As the hon. and learned Gentleman would expect, if circumstances change in that regard, we will speak to the Treasury again about money to be made available to deal with them. The settlement takes account of, and helps us to deal with, the substantial changes and significant shifts in the case load that took place over the time when he was Director of Public Prosecutions and subsequently.

Photo of Bob Neill Bob Neill Chair, Justice Committee, Chair, Justice Committee

Will my right hon. and learned Friend ensure that priority is given to dealing with the woeful state of the CPS IT system, which has been a long-running problem for many years? Secondly, will he ensure that all changes to CPS systems to ensure efficiency are aligned with the proposals that Sir Brian Leveson made in his report for overall efficiencies within the criminal justice system?
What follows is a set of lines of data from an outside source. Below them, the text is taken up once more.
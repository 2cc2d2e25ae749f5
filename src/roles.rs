use std::fs;
use std::io::ErrorKind;
use std::path::{Path, PathBuf};

use log::info;
use serde::{Deserialize, Serialize};

use crate::error::StoreError;
use crate::persist::write_atomic;

/// Which interface carries the internet uplink and which one serves the hotspot.
#[derive(Debug, Clone, PartialEq, Eq, Serialize, Deserialize)]
pub struct NetworkRoleConfig {
    #[serde(rename = "uplink")]
    pub uplink_interface: String,
    #[serde(rename = "hotspot")]
    pub hotspot_interface: String,
}

/// A single JSON record, replaced whole on every save.
#[derive(Debug, Clone)]
pub struct RoleConfigStore {
    path: PathBuf,
}

impl RoleConfigStore {
    pub fn new(path: impl Into<PathBuf>) -> Self {
        Self { path: path.into() }
    }

    pub fn path(&self) -> &Path {
        &self.path
    }

    pub fn save(&self, roles: &NetworkRoleConfig) -> Result<(), StoreError> {
        if let Some(parent) = self.path.parent().filter(|p| !p.as_os_str().is_empty()) {
            fs::create_dir_all(parent).map_err(|source| StoreError::CreateDir {
                path: parent.to_path_buf(),
                source,
            })?;
        }

        let content = serde_json::to_vec_pretty(roles).map_err(|source| StoreError::Format {
            path: self.path.clone(),
            source,
        })?;
        write_atomic(&self.path, &content, 0o644)?;

        info!(
            "Saved role configuration: uplink {}, hotspot {}",
            roles.uplink_interface, roles.hotspot_interface
        );
        Ok(())
    }

    /// The saved record, `None` if nothing was saved yet.
    pub fn load(&self) -> Result<Option<NetworkRoleConfig>, StoreError> {
        let content = match fs::read(&self.path) {
            Ok(content) => content,
            Err(e) if e.kind() == ErrorKind::NotFound => return Ok(None),
            Err(source) => {
                return Err(StoreError::Read {
                    path: self.path.clone(),
                    source,
                });
            }
        };

        serde_json::from_slice(&content)
            .map(Some)
            .map_err(|source| StoreError::Format {
                path: self.path.clone(),
                source,
            })
    }
}

#[cfg(test)]
mod tests {
    use super::*;
    use tempfile::TempDir;

    fn roles(uplink: &str, hotspot: &str) -> NetworkRoleConfig {
        NetworkRoleConfig {
            uplink_interface: uplink.into(),
            hotspot_interface: hotspot.into(),
        }
    }

    #[test]
    fn load_before_save_is_none() {
        let dir = TempDir::new().unwrap();
        let store = RoleConfigStore::new(dir.path().join("roles.json"));
        assert_eq!(store.load().unwrap(), None);
    }

    #[test]
    fn record_uses_uplink_and_hotspot_keys() {
        let dir = TempDir::new().unwrap();
        let store = RoleConfigStore::new(dir.path().join("state").join("roles.json"));

        store.save(&roles("eth0", "wlan0")).unwrap();

        let value: serde_json::Value =
            serde_json::from_slice(&fs::read(store.path()).unwrap()).unwrap();
        assert_eq!(value, serde_json::json!({"uplink": "eth0", "hotspot": "wlan0"}));
    }

    #[test]
    fn save_replaces_previous_record() {
        let dir = TempDir::new().unwrap();
        let store = RoleConfigStore::new(dir.path().join("roles.json"));

        store.save(&roles("eth0", "wlan0")).unwrap();
        store.save(&roles("wlan1", "wlan0")).unwrap();

        assert_eq!(store.load().unwrap(), Some(roles("wlan1", "wlan0")));
    }

    #[test]
    fn garbage_record_is_a_format_error() {
        let dir = TempDir::new().unwrap();
        let path = dir.path().join("roles.json");
        fs::write(&path, "uplink=eth0").unwrap();

        assert!(matches!(
            RoleConfigStore::new(path).load(),
            Err(StoreError::Format { .. })
        ));
    }
}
Photo of Jeremy Wright Jeremy Wright The Attorney-General

Yes, certainly. On my hon. Friend’s latter point, he will know that the CPS has been closely involved with the Leveson review, and a large number of Sir Brian’s conclusions come from what he has been told by the CPS. As my hon. Friend will have noticed, some £700 million was made available for digitalisation of the courts in the spending settlement announced yesterday, through the Ministry of Justice settlement. The CPS will benefit from and contribute to that process immensely.

Photo of Karl Turner Karl Turner Shadow Minister (Justice), Shadow Solicitor General

At the beginning of the year, the DPP asked the Attorney General for an extra £50 million to plug the funding gap so that the CPS could properly prosecute complex matters, such as historical sex cases. He confirmed to this House that he was talking to the Treasury about this extra funding and that he thought it would understand the case he was making, but there was no mention in yesterday’s autumn statement of this extra, special funding for historical sex cases. What went wrong?

Photo of Jeremy Wright Jeremy Wright The Attorney-General

The hon. Gentleman should pay close attention to what the CPS is saying now, as much as to what it said then. Let me tell him what it said yesterday in response to the settlement. It said:

“This settlement will allow the CPS to respond to a changing caseload and the significant increase in complex and sensitive cases, such as terrorism, rape and serious sexual assaults and child sex abuse.”

The CPS is making the same point that I am making today about this settlement: it is a settlement that recognises the need to deal with precisely the type of increase in case load that he is talking about.